// This Source Code Form is subject to the terms of the Mozilla Public
// License, v. 2.0. If a copy of the MPL was not distributed with this
// file, You can obtain one at http://mozilla.org/MPL/2.0/.

//! Command-line interface code. More specific options for `cbc-tools`
//! subcommands are contained in modules.
//!
//! All booleans must have `#[serde(default)]` annotated, and anything that
//! isn't a boolean must be optional. This allows all arguments to be optional
//! *and* usable in an arguments file.
//!
//! Only 3 things should be public in this module: `CbcTools`,
//! `CbcTools::run`, and `CbcToolsError`.

#[macro_use]
mod common;
mod compare_pos;
mod error;
mod followup_dag;

pub(crate) use common::{display_warnings, Warn};
pub use error::CbcToolsError;

use std::path::PathBuf;

use clap::{AppSettings, Args, Parser, Subcommand};
use log::info;

use crate::PROGRESS_BARS;

// Add build-time information from the "built" crate.
include!(concat!(env!("OUT_DIR"), "/built.rs"));

#[derive(Debug, Parser)]
#[clap(
    version,
    author,
    about = r#"Tools for compact binary coalescence analyses: compare the posteriors of
parameter-estimation runs, and build Condor DAGs to follow up triggers"#
)]
#[clap(global_setting(AppSettings::DeriveDisplayOrder))]
#[clap(disable_help_subcommand = true)]
#[clap(infer_subcommands = true)]
#[clap(propagate_version = true)]
#[clap(infer_long_args = true)]
pub struct CbcTools {
    #[clap(flatten)]
    global_opts: GlobalArgs,

    #[clap(subcommand)]
    command: Command,
}

#[derive(Debug, Args)]
struct GlobalArgs {
    /// Don't draw progress bars.
    #[clap(long)]
    #[clap(global = true)]
    no_progress_bars: bool,

    /// The verbosity of the program. Increase by specifying multiple times
    /// (e.g. -vv). The default is to print only high-level information.
    #[clap(short, long, parse(from_occurrences))]
    #[clap(global = true)]
    verbosity: u8,

    /// Only verify that arguments were correctly ingested and print out
    /// high-level information.
    #[clap(long)]
    #[clap(global = true)]
    dry_run: bool,

    /// Save the input arguments into a new TOML file that can be used to
    /// reproduce this run.
    #[clap(long)]
    #[clap(global = true)]
    save_toml: Option<PathBuf>,
}

#[derive(Debug, Subcommand)]
#[clap(arg_required_else_help = true)]
enum Command {
    #[clap(alias = "compare-posteriors")]
    #[clap(
        about = r#"Compare the posterior samples of several parameter-estimation runs of a single event.
Plots and an index.html summary are written to the output directory."#
    )]
    ComparePos(compare_pos::ComparePosArgs),

    #[clap(about = r#"Write a Condor DAG that follows up candidate triggers with inspiral
re-runs, SNR/chi-squared plots and Q-scans."#)]
    FollowupDag(followup_dag::FollowupDagArgs),
}

impl CbcTools {
    pub fn run(self) -> Result<(), CbcToolsError> {
        // Set up logging.
        let GlobalArgs {
            verbosity,
            dry_run,
            no_progress_bars,
            save_toml,
        } = self.global_opts;
        setup_logging(verbosity).expect("Failed to initialise logging.");
        // Enable progress bars if the user didn't say "no progress bars".
        if !no_progress_bars {
            PROGRESS_BARS.store(true);
        }

        // Print the version of cbc-tools and its build-time information.
        let sub_command = match &self.command {
            Command::ComparePos(_) => "compare-pos",
            Command::FollowupDag(_) => "followup-dag",
        };
        info!("cbc-tools {} {}", sub_command, env!("CARGO_PKG_VERSION"));
        display_build_info();

        macro_rules! merge_save_run {
            ($args:expr) => {{
                let args = $args.merge()?;
                if let Some(toml) = save_toml {
                    use std::{
                        fs::File,
                        io::{BufWriter, Write},
                    };

                    let mut f = BufWriter::new(File::create(toml)?);
                    let toml_str = toml::to_string(&args).expect("toml serialisation error");
                    f.write_all(toml_str.as_bytes())?;
                }
                args.run(dry_run)?;
            }};
        }

        match self.command {
            Command::ComparePos(args) => merge_save_run!(args),
            Command::FollowupDag(args) => merge_save_run!(args),
        }

        info!("cbc-tools {} complete.", sub_command);
        Ok(())
    }
}

/// Activate a logger. All log messages are put onto `stdout`. `env_logger`
/// automatically only uses colours and fancy symbols if we're on a tty (e.g. a
/// terminal); piped output will be formatted sensibly. Source code lines are
/// displayed in log messages when verbosity >= 3.
fn setup_logging(verbosity: u8) -> Result<(), log::SetLoggerError> {
    let mut builder = env_logger::Builder::from_default_env();
    builder.target(env_logger::Target::Stdout);
    builder.format_target(false);
    match verbosity {
        0 => builder.filter_level(log::LevelFilter::Info),
        1 => builder.filter_level(log::LevelFilter::Debug),
        2 => builder.filter_level(log::LevelFilter::Trace),
        _ => {
            builder.filter_level(log::LevelFilter::Trace);
            builder.format(|buf, record| {
                use std::io::Write;

                let timestamp = buf.timestamp();
                let level = record.level();
                let target = record.target();
                let line = record.line().unwrap_or(0);
                let message = record.args();

                writeln!(buf, "[{timestamp} {level} {target}:{line}] {message}")
            })
        }
    };
    builder.try_init()
}

/// Write many info-level log lines of how this executable was compiled.
fn display_build_info() {
    let dirty = match GIT_DIRTY {
        Some(true) => " (dirty)",
        _ => "",
    };
    match GIT_COMMIT_HASH_SHORT {
        Some(hash) => {
            info!("Compiled on git commit hash: {hash}{dirty}");
        }
        None => info!("Compiled on git commit hash: <no git info>"),
    }
    if let Some(hr) = GIT_HEAD_REF {
        info!("            git head ref: {}", hr);
    }
    info!("            {}", BUILT_TIME_UTC);
    info!("         with compiler {}", RUSTC_VERSION);
    info!("");
}

/// A one-line description of this build, for the footers of generated pages.
fn build_string() -> String {
    let commit = match (GIT_COMMIT_HASH_SHORT, GIT_DIRTY) {
        (Some(hash), Some(true)) => format!("git {hash}, dirty"),
        (Some(hash), _) => format!("git {hash}"),
        (None, _) => "no git info".to_string(),
    };
    format!(
        "cbc-tools {} ({commit}), built {BUILT_TIME_UTC}",
        env!("CARGO_PKG_VERSION")
    )
}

_ _ _ _

• **AIM OF THE TASK**
Check the data for the word "expect" and pull out the lines that have it.

• **COMPLETED TASK**
        setup_logging(verbosity).expect("Failed to initialise logging.");
                    let toml_str = toml::to_string(&args).expect("toml serialisation error");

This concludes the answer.